Monday, April 03, 2006

It's all a mystery

'Cause I'm a man, not a boy
And there are things you can't avoid
You have to face them when you're not prepared to face them
If I could I would but you're with him now it'd do no good
I should have fought him but instead I let him
I let him take it
---
Flaming Lips, "Fight Test"

I stopped taking my Prozac, cold turkey, on my own initiative, about mid-February when I first began dating Spooky. Well-intentioned folks told me that I shouldn't, because abruptly cutting off the meds when you've only been taking them for a month can lead to even worse depression down the line. I felt so much better then that I didn't heed these pearls of wisdom. Now, though, what with all this Spooky and Baby and Babydaddy drama (and everything is a major melodramatic meltdown with this woman) and stress, I'm wondering if I did the right thing. It's not that I'm plunged into bleak despair like before, but I do ask myself if I'd be this bugged by the whole situation if I were still on the meds. Maybe I wouldn't even see any of it as a problem at all.

Oh well. Time will tell.

***

Tonight's class was Reading I. For some reason, this session seemed a bit less of a bootless waste than usual. We explored the continuing saga of teaching vocabulary. The gist of the matter is: don't just teach lists of words or memorization, but encourage active involvement in building a working vocabulary though relating words to literary and real-world experience.

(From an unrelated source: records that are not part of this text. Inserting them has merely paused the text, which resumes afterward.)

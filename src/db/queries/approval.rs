use sqlx::PgExecutor;

use crate::db::models::approval::{Approval, NewApproval};
use crate::db::models::role::Role;

pub async fn list<'e>(db: impl PgExecutor<'e>, request_id: Option<i32>) -> Result<Vec<Approval>, sqlx::Error> {
    sqlx::query_as::<_, Approval>(
        r#"SELECT * FROM approvals
           WHERE $1::int IS NULL OR request_id = $1
           ORDER BY decided_at DESC, id DESC"#,
    )
    .bind(request_id)
    .fetch_all(db)
    .await
}

pub async fn find_by_role<'e>(
    db: impl PgExecutor<'e>,
    request_id: i32,
    role: Role,
) -> Result<Option<Approval>, sqlx::Error> {
    sqlx::query_as::<_, Approval>("SELECT * FROM approvals WHERE request_id = $1 AND decider_role = $2")
        .bind(request_id)
        .bind(role)
        .fetch_optional(db)
        .await
}

/// Fails with a unique violation when the role already decided on the request.
pub async fn insert<'e>(db: impl PgExecutor<'e>, approval: &NewApproval) -> Result<Approval, sqlx::Error> {
    sqlx::query_as::<_, Approval>(
        r#"INSERT INTO approvals (request_id, user_id, decider_role, decision, note)
           VALUES ($1, $2, $3, $4, $5)
           RETURNING *"#,
    )
    .bind(approval.request_id)
    .bind(approval.user_id)
    .bind(approval.decider_role)
    .bind(approval.decision)
    .bind(&approval.note)
    .fetch_one(db)
    .await
}

pub async fn delete<'e>(db: impl PgExecutor<'e>, id: i32) -> Result<Option<Approval>, sqlx::Error> {
    sqlx::query_as::<_, Approval>("DELETE FROM approvals WHERE id = $1 RETURNING *")
        .bind(id)
        .fetch_optional(db)
        .await
}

To this end, we played a game much like Balderdash. Ms. P wrote four ostensibly esoteric and unusual words on the board, and the class came up with definitions. I knew two of the words; the class laughed with disbelief at one of my correct answers ("government by women" --- is that a bizarre idea to them?). Being women themselves, my classmates are very reticent about volunteering guesses as to academic questions, so it was like pulling teeth, but a few of the braver souls tried, bless 'em. And, of course, they're not (all) dumb, just conditioned to keep quiet in class unless they're absolutely sure of themselves. Naturally, a few of them had fairly solid reasons for their guesses, which were quite close. The words were: gynecocracy, stipe, ascomycete, and sesquipedalian. As to the last of these, Ms. W herself, the reading teacher, was totally unaware of the connection between "feet" and "syllables" in the its etymology.

Que fais-je dans cette galère?

***

A truism from a great indie film I watched recently, Metropolitan: "The last way to be happy is to make it your objective in life."